On 31/08/12 18:20, Daniel P. Berrange wrote:
> On Fri, Aug 31, 2012 at 08:09:46AM -0700, Daniel P. Berrange wrote:
>> On Fri, Aug 31, 2012 at 03:23:18PM +0300, NoxDaFox wrote:
>>> Here's the typical output:
>>>
>>>    File "/home/nox/workspace/NOX/src/NOX/hooks.py", line 134, in trigger
>>>      hook.trigger(event)
>>>    File "/home/nox/workspace/NOX/src/NOX/hooks.py", line 33, in trigger
>>>      self.handlers[event]()
>>>    File "/home/nox/workspace/NOX/hooks/volatility.py", line 81, in memory_dump
>>>      for block in Memory(self.ctx):
>>>    File "/home/see/workspace/NOX/src/NOX/lib/libtools.py", line 179, in next
>>>      libvirt.VIR_MEMORY_PHYSICAL)
>>>    File "/usr/lib/python2.7/dist-packages/libvirt.py", line 1759, in memoryPeek
>>>      ret = libvirtmod.virDomainMemoryPeek(self._o, start, size, flags)
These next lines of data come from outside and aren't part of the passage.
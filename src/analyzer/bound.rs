//! Below / inside / above classification against a reference envelope.

use crate::modifier::Modifier;
use crate::property::ValueProperty;

/// Where a value falls relative to a [`Bound`]. Ordered `Below < Inside < Above`.
#[derive(Clone, Copy, Debug, PartialEq, Eq, Hash, PartialOrd, Ord)]
#[cfg_attr(feature = "serde", derive(serde::Serialize, serde::Deserialize))]
pub enum BoundClass {
    Below = -1,
    Inside = 0,
    Above = 1,
}

impl BoundClass {
    pub const ALL: [Self; 3] = [Self::Below, Self::Inside, Self::Above];

    /// `-1`, `0` or `1`.
    #[inline]
    pub fn as_i8(self) -> i8 {
        self as i8
    }

    /// Row/column index `0..3` in a dense 3x3 grid.
    #[inline]
    pub fn index(self) -> usize {
        (self.as_i8() + 1) as usize
    }
}

/// Closed interval `[lower, upper]` built from two endpoints in any order.
#[derive(Clone, Copy, Debug, PartialEq)]
pub struct Bound {
    lower: f64,
    upper: f64,
}

impl Bound {
    /// IEEE `min`/`max`: a single NaN endpoint collapses onto the other one.
    pub fn new(a: f64, b: f64) -> Self {
        Self { lower: a.min(b), upper: a.max(b) }
    }

    /// Envelope spanned by the real values of two properties.
    pub fn from_properties<M: Modifier>(a: &ValueProperty<M>, b: &ValueProperty<M>) -> Self {
        Self::new(a.transform(), b.transform())
    }

    pub fn lower(&self) -> f64 {
        self.lower
    }

    pub fn upper(&self) -> f64 {
        self.upper
    }

    /// Endpoints classify as `Inside`. NaN is always out of bound (`Above`).
    #[inline]
    pub fn classify(&self, value: f64) -> BoundClass {
        if value.is_nan() {
            BoundClass::Above
        } else if value < self.lower {
            BoundClass::Below
        } else if value > self.upper {
            BoundClass::Above
        } else {
            BoundClass::Inside
        }
    }

    /// Classifies every value, preserving order and length.
    pub fn locate(&self, values: &[f64]) -> Vec<BoundClass> {
        values.iter().map(|&v| self.classify(v)).collect()
    }
}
>>> SystemError: error return without exception set
>> Hmm, that's a peculiar message to see - I can't find anywhere in the
>> libvirt code that uses that particular messages, so I'm not sure what
>> has gone wrong here.
> Oh, I think this might  be a python message. Our C binding does
>
>
>      LIBVIRT_BEGIN_ALLOW_THREADS;
>      c_retval = virDomainMemoryPeek(domain, start, size, buf, flags);
>      LIBVIRT_END_ALLOW_THREADS;
>
>      if (c_retval<  0)
>          goto cleanup;
>
>      py_retval = PyString_FromStringAndSize(buf, size);
>
> cleanup:
>      VIR_FREE(buf);
>      return py_retval;
> }
>
>
> In the 'c_retval<  0' check, I think we should have been doing
>
>     if (c_retval<  0) {
>        py_retval = VIR_PY_NONE;
>        goto cleanup;
>     }
>
> so we actually return Python's idea of None, rather than C's NULL,
> at which point you'd probably see the real error message from
> libvirt/QEMU
>
> Daniel
I looked more deeply into the code and I agree with you about the reason 
of that weird behavior when the error shows.
What I don't get is why the error should show.
I made more tests on different platforms and the behavior seems more 
random than expected.

What I'm doing is iterate over the memory, repeatedly calling the 
memoryPeek() command on memory blocks of 64Kb as libvirt's RPC driver is 
limited to this size.
Everything happens from separate processes peeking memory of separate 
virtual machines in suspended state during all the process; this means 
that whatever is happening on the guests is not running at the moment, 
neither the guest itself.

Do you know which version of QEMU is supporting the dump-guest-memory?